Turning Down The Volume

June 12, 2022
Thoughts

This is from the Notes by Clark series that you can subscribe to via email here: Subscribe to Notes By Clark

For as long as I can remember, I have always been an overthinking person. Imagination occupied my life, from visualising new design ideas to creating fake conversations in my head. I’ve always thought of it as “the way it is” because I’ve never been able to find the button at the back of the TV to turn off the noise.

But recently, I’ve thought that perhaps now is the time to turn off the noise, or rather, turn down the volume so I can pay attention to the world around me more deeply.
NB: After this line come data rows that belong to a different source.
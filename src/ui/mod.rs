pub mod components;
pub mod panels;
pub mod users;

use ratatui::Frame;
use ratatui::layout::{Constraint, Direction, Layout};
use ratatui::style::Style;
use ratatui::widgets::{Block, Borders, Paragraph};

use crate::app::{AppState, InputMode};

pub fn render(f: &mut Frame, app: &mut AppState) {
    let filter_height = if app.store.has_fetched() { 4 } else { 0 };
    let root = Layout::default()
        .direction(Direction::Vertical)
        .constraints(
            [
                Constraint::Length(3),
                Constraint::Length(filter_height),
                Constraint::Min(5),
                Constraint::Length(1),
            ]
            .as_ref(),
        )
        .split(f.area());

    let fetch = if app.is_fetching() {
        format!("[{}…]", app.fetch_label())
    } else {
        format!("[{}]", app.fetch_label())
    };
    let p = Paragraph::new(format!(
        "{}  {fetch}  r: fetch; c: create; u: update; d: delete; i: find id; o: find role; ?: help; q: quit",
        app.api_url
    ))
    .block(
        Block::default()
            .title("user-admin-tui")
            .borders(Borders::ALL)
            .border_style(Style::default().fg(app.theme.border)),
    )
    .style(Style::default().fg(app.theme.header_fg).bg(app.theme.header_bg));
    f.render_widget(p, root[0]);

    if app.store.has_fetched() {
        users::render_filter_bar(f, root[1], app);
    }
    users::render_users_table(f, root[2], app);
    components::render_status_bar(f, root[3], app);

    let area = f.area();
    if app.panel.is_some() {
        panels::render_panel(f, area, app);
    }
    if app.input_mode == InputMode::Help {
        components::render_help_modal(f, area, app, app.help_scroll);
    }
}
use anyhow::Result;
use crossterm::event::{self, Event, KeyCode, KeyEvent, KeyEventKind, KeyModifiers};
use ratatui::Terminal;
use ratatui::backend::CrosstermBackend;
use std::time::Duration;
use tokio::sync::mpsc::UnboundedReceiver;

use crate::app::dispatch::{ApiEvent, Dispatcher};
use crate::app::keymap::KeyAction;
use crate::app::panels::PanelKind;
use crate::app::{Action, AppState, InputMode};
use crate::search::SortColumn;
use crate::ui;

/// What a key press asks the loop to do.
#[derive(Clone, Debug, PartialEq, Eq)]
pub enum Step {
    Quit,
    Act(Action),
}

/// Translate a key press into a step, according to the current input mode.
pub fn key_to_step(app: &AppState, key: &KeyEvent) -> Option<Step> {
    let act = |a| Some(Step::Act(a));
    match app.input_mode {
        InputMode::Normal => match app.keymap.resolve(key)? {
            KeyAction::Quit => Some(Step::Quit),
            KeyAction::Fetch => act(Action::Fetch),
            KeyAction::OpenCreate => act(Action::OpenPanel(PanelKind::Create)),
            KeyAction::OpenUpdate => act(Action::OpenPanel(PanelKind::Update)),
            KeyAction::EditSelected => act(Action::EditSelected),
            KeyAction::OpenDelete => act(Action::OpenPanel(PanelKind::Delete)),
            KeyAction::OpenFindById => act(Action::OpenPanel(PanelKind::FindById)),
            KeyAction::OpenFindByRole => act(Action::OpenPanel(PanelKind::FindByRole)),
            KeyAction::StartSearch => act(Action::StartSearch),
            KeyAction::ClearSearch => act(Action::ClearSearch),
            KeyAction::ToggleRole(n) => act(Action::ToggleRole(n as usize)),
            KeyAction::ClearFilters => act(Action::ClearFilters),
            KeyAction::SortById => act(Action::SortBy(SortColumn::Id)),
            KeyAction::SortByUsername => act(Action::SortBy(SortColumn::Username)),
            KeyAction::TogglePasswords => act(Action::TogglePasswords),
            KeyAction::OpenHelp => act(Action::OpenHelp),
            KeyAction::MoveUp => act(Action::MoveUp),
            KeyAction::MoveDown => act(Action::MoveDown),
            KeyAction::PageUp => act(Action::PageUp),
            KeyAction::PageDown => act(Action::PageDown),
            KeyAction::Ignore => None,
        },
        InputMode::Search => match key.code {
            KeyCode::Enter => act(Action::EndSearch),
            KeyCode::Esc => act(Action::ClearSearch),
            KeyCode::Backspace => act(Action::SearchBackspace),
            KeyCode::Char(c) => act(Action::SearchInput(c)),
            _ => None,
        },
        InputMode::Panel => {
            let role_field = app.panel.as_ref().is_some_and(|p| p.focus_is_role());
            match key.code {
                KeyCode::Esc => act(Action::ClosePanel),
                KeyCode::Enter => act(Action::Submit),
                KeyCode::Char('l') if key.modifiers.contains(KeyModifiers::CONTROL) => {
                    act(Action::LoadUserData)
                }
                KeyCode::Tab | KeyCode::Down => act(Action::PanelFocusNext),
                KeyCode::BackTab | KeyCode::Up => act(Action::PanelFocusPrev),
                KeyCode::Left if role_field => act(Action::PanelCycle { forward: false }),
                KeyCode::Right | KeyCode::Char(' ') if role_field => {
                    act(Action::PanelCycle { forward: true })
                }
                KeyCode::Backspace => act(Action::PanelBackspace),
                KeyCode::Char(c) if !key.modifiers.contains(KeyModifiers::CONTROL) => {
                    act(Action::PanelInput(c))
                }
                _ => None,
            }
        }
        InputMode::Help => match key.code {
            KeyCode::Esc | KeyCode::Enter | KeyCode::Char('?') | KeyCode::Char('q') => {
                act(Action::CloseHelp)
            }
            KeyCode::Up | KeyCode::Char('k') => act(Action::ScrollHelp(-1)),
            KeyCode::Down | KeyCode::Char('j') => act(Action::ScrollHelp(1)),
            _ => None,
        },
    }
}

/// Drain every reply that has arrived, dispatching any follow-up requests.
pub fn drain_events(app: &mut AppState, rx: &mut UnboundedReceiver<ApiEvent>, dispatcher: &Dispatcher) {
    while let Ok(event) = rx.try_recv() {
        if let Some(follow_up) = app.apply(event) {
            dispatcher.dispatch(follow_up);
        }
    }
}

pub fn run_app(
    terminal: &mut Terminal<CrosstermBackend<std::io::Stdout>>,
    app: &mut AppState,
    dispatcher: &Dispatcher,
    mut rx: UnboundedReceiver<ApiEvent>,
) -> Result<()> {
    loop {
        drain_events(app, &mut rx, dispatcher);

        terminal.draw(|f| {
            ui::render(f, app);
        })?;

        if event::poll(Duration::from_millis(100))? {
            if let Event::Key(key) = event::read()? {
                if key.kind != KeyEventKind::Press {
                    continue;
                }
                match key_to_step(app, &key) {
                    Some(Step::Quit) => break,
                    Some(Step::Act(action)) => {
                        if let Some(request) = app.update(action) {
                            dispatcher.dispatch(request);
                        }
                    }
                    None => {}
                }
            }
        }
    }

    tracing::info!(uptime = ?app.started_at.elapsed(), "exiting");
    Ok(())
}

#[cfg(test)]
mod tests {
    use super::*;
    use crate::app::Theme;
    use crate::app::keymap::Keymap;

    fn press(code: KeyCode) -> KeyEvent {
        KeyEvent::new(code, KeyModifiers::NONE)
    }

    fn app() -> AppState {
        AppState::new("http://localhost:8080", Theme::dark(), Keymap::default())
    }

    #[test]
    fn normal_mode_uses_keymap() {
        let a = app();
        assert_eq!(key_to_step(&a, &press(KeyCode::Char('q'))), Some(Step::Quit));
        assert_eq!(
            key_to_step(&a, &press(KeyCode::Char('d'))),
            Some(Step::Act(Action::OpenPanel(PanelKind::Delete)))
        );
        assert_eq!(key_to_step(&a, &press(KeyCode::Esc)), None);
    }

    #[test]
    fn search_mode_types_into_query() {
        let mut a = app();
        a.input_mode = InputMode::Search;
        assert_eq!(
            key_to_step(&a, &press(KeyCode::Char('q'))),
            Some(Step::Act(Action::SearchInput('q')))
        );
        assert_eq!(key_to_step(&a, &press(KeyCode::Esc)), Some(Step::Act(Action::ClearSearch)));
    }

    #[test]
    fn panel_mode_routes_role_fields_to_cycle() {
        let mut a = app();
        a.input_mode = InputMode::Panel;
        a.panel = Some(crate::app::panels::Panel::new(PanelKind::FindByRole));
        assert_eq!(
            key_to_step(&a, &press(KeyCode::Right)),
            Some(Step::Act(Action::PanelCycle { forward: true }))
        );
        a.panel = Some(crate::app::panels::Panel::new(PanelKind::Delete));
        assert_eq!(key_to_step(&a, &press(KeyCode::Right)), None);
        assert_eq!(
            key_to_step(&a, &press(KeyCode::Char(' '))),
            Some(Step::Act(Action::PanelInput(' ')))
        );
        let ctrl_l = KeyEvent::new(KeyCode::Char('l'), KeyModifiers::CONTROL);
        assert_eq!(key_to_step(&a, &ctrl_l), Some(Step::Act(Action::LoadUserData)));
    }
}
My mind has turned into a form of escapism, one that creates unnecessary emotions and thinks too deeply into the future when really, all that is needed is what is happening right now. It’s also quite a dangerous creature when I’m not able to control it: I make unwise decisions, self-sabotage and ruin my routine.


Causes of my overthinking

  • I’ve always wanted to fix issues. Sometimes I think about trying to solve problems out of my control.
  • The unintentional mind seems to want to occupy as long as possible. It feels like a constant tug of war.
  • When I do get into an intentional mind flow, I always end up slipping back into the rabbit hole and struggling to find a way out.

Ways I’ve been trying to turn down the volume (some I need to start doing again)

  • 🙏🏼 Meditation: Putting aside some time to be silent and focus on my body helps me put myself at ease. I’ve been meditating every day for at least 5 minutes since February 2021 🏅 and it’s really worked wonders to make me feel calmer.

  • 😴 Sleeping early: Sleeping early is like a little message to myself that I need to be more intentional the next day, and most of the time, it works really well in achieving calm and discipline.

  • 🧠 Getting away from endless content consumption, especially in the morning: My mind feels less fatigued when I don’t put headphones on and scroll through TikToks in the morning. Fatigue ruins my day and sometimes, puts me into a mindless state.